### Description of the task:
What lines of the data below hold "status"? Show them.

- Opening Delimiter -

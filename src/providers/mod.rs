//! Generation providers and the HTTP transport they share.

pub mod gemini;
pub mod openai;

#[cfg(test)]
pub(crate) mod mock;

pub use gemini::GeminiProvider;
pub use openai::OpenAiProvider;

use async_trait::async_trait;
use reqwest::Client;
use secrecy::{ExposeSecret, SecretString};
use std::time::Duration;
use thiserror::Error;
use tracing::debug;

use crate::secrets;

/// Low temperature keeps the observations factual.
pub const TEMPERATURE: f64 = 0.2;
pub const MAX_OUTPUT_TOKENS: u32 = 500;

const LOG_BODY_PREVIEW: usize = 2048;

#[derive(Debug, Clone, Error)]
pub enum TransportError {
    #[error("network error: {0}")]
    Network(String),
    #[error("timeout")]
    Timeout,
}

/// Why a provider produced no usable text.
#[derive(Debug, Clone, Error)]
pub enum ProviderFailure {
    #[error("provider reported an error: {0}")]
    Rejected(String),
    #[error("unexpected response shape")]
    Malformed,
    #[error(transparent)]
    Transport(#[from] TransportError),
}

/// A provider reply after decoding.
#[derive(Debug, Clone, PartialEq)]
pub enum ProviderResponse {
    Success { text: String },
    Malformed,
    ProviderError { message: String },
}

impl ProviderResponse {
    pub fn into_result(self) -> Result<String, ProviderFailure> {
        match self {
            ProviderResponse::Success { text } => Ok(text),
            ProviderResponse::Malformed => Err(ProviderFailure::Malformed),
            ProviderResponse::ProviderError { message } => Err(ProviderFailure::Rejected(message)),
        }
    }
}

/// How a provider's failure is presented to the caller when nothing else is tried.
#[derive(Debug, Clone, Copy, PartialEq, Eq)]
pub enum FailureMode {
    /// Short diagnostic text for provider errors; transport failures become a 500.
    Report,
    /// Any failure is replaced by the canned analysis.
    Degrade,
}

/// Input to a single generation call.
#[derive(Debug, Clone)]
pub struct GenerationRequest {
    pub prompt: String,
    /// Model requested by the dashboard; providers may ignore it.
    pub model: Option<String>,
}

#[async_trait]
pub trait GenerationProvider: Send + Sync {
    fn name(&self) -> &'static str;

    fn failure_mode(&self) -> FailureMode;

    async fn generate(&self, request: &GenerationRequest) -> Result<String, ProviderFailure>;
}

/// An outbound JSON POST.
#[derive(Debug)]
pub struct OutboundRequest {
    pub url: String,
    pub query: Vec<(&'static str, SecretString)>,
    pub bearer: Option<SecretString>,
    pub body: serde_json::Value,
}

#[derive(Debug, Clone)]
pub struct HttpReply {
    pub status: u16,
    pub body: String,
}

#[async_trait]
pub trait Transport: Send + Sync {
    async fn post_json(&self, request: OutboundRequest) -> Result<HttpReply, TransportError>;
}

/// Production transport over a shared `reqwest` client.
#[derive(Debug, Clone)]
pub struct ReqwestTransport {
    http: Client,
}

impl ReqwestTransport {
    pub fn new(timeout: Duration) -> Result<Self, TransportError> {
        let http = Client::builder()
            .timeout(timeout)
            .user_agent(concat!("caterflow-insights/", env!("CARGO_PKG_VERSION")))
            .build()
            .map_err(|e| TransportError::Network(e.to_string()))?;
        Ok(Self { http })
    }
}

#[async_trait]
impl Transport for ReqwestTransport {
    async fn post_json(&self, request: OutboundRequest) -> Result<HttpReply, TransportError> {
        let query: Vec<(&str, &str)> = request
            .query
            .iter()
            .map(|(k, v)| (*k, v.expose_secret()))
            .collect();

        let mut builder = self.http.post(&request.url).query(&query).json(&request.body);
        if let Some(token) = &request.bearer {
            builder = builder.bearer_auth(token.expose_secret());
        }

        // url is logged bare; the query may carry a credential
        debug!(url = %request.url, "POST provider endpoint");
        let res = builder.send().await.map_err(map_reqwest_error)?;
        let status = res.status().as_u16();
        let body = res.text().await.map_err(map_reqwest_error)?;
        debug!(status, body = %secrets::preview(&body, LOG_BODY_PREVIEW), "provider replied");

        Ok(HttpReply { status, body })
    }
}

/// reqwest errors embed the request URL, query included; it is stripped so a
/// credential passed as `?key=` never reaches logs or error bodies.
fn map_reqwest_error(e: reqwest::Error) -> TransportError {
    if e.is_timeout() {
        TransportError::Timeout
    } else {
        TransportError::Network(e.without_url().to_string())
    }
}

/// Parses a reply body as JSON, `None` when it is not JSON at all.
pub(crate) fn parse_body(reply: &HttpReply) -> Option<serde_json::Value> {
    serde_json::from_str(&reply.body).ok()
}

/// Pulls a readable message out of a provider `error` payload.
pub(crate) fn error_message(error: &serde_json::Value) -> String {
    error
        .get("message")
        .and_then(|m| m.as_str())
        .map(str::to_string)
        .unwrap_or_else(|| error.to_string())
}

- Closing Delimiter -

### Output of the exercise:
    pub status: u16,
        let status = res.status().as_u16();
        debug!(status, body = %secrets::preview(&body, LOG_BODY_PREVIEW), "provider replied");
        Ok(HttpReply { status, body })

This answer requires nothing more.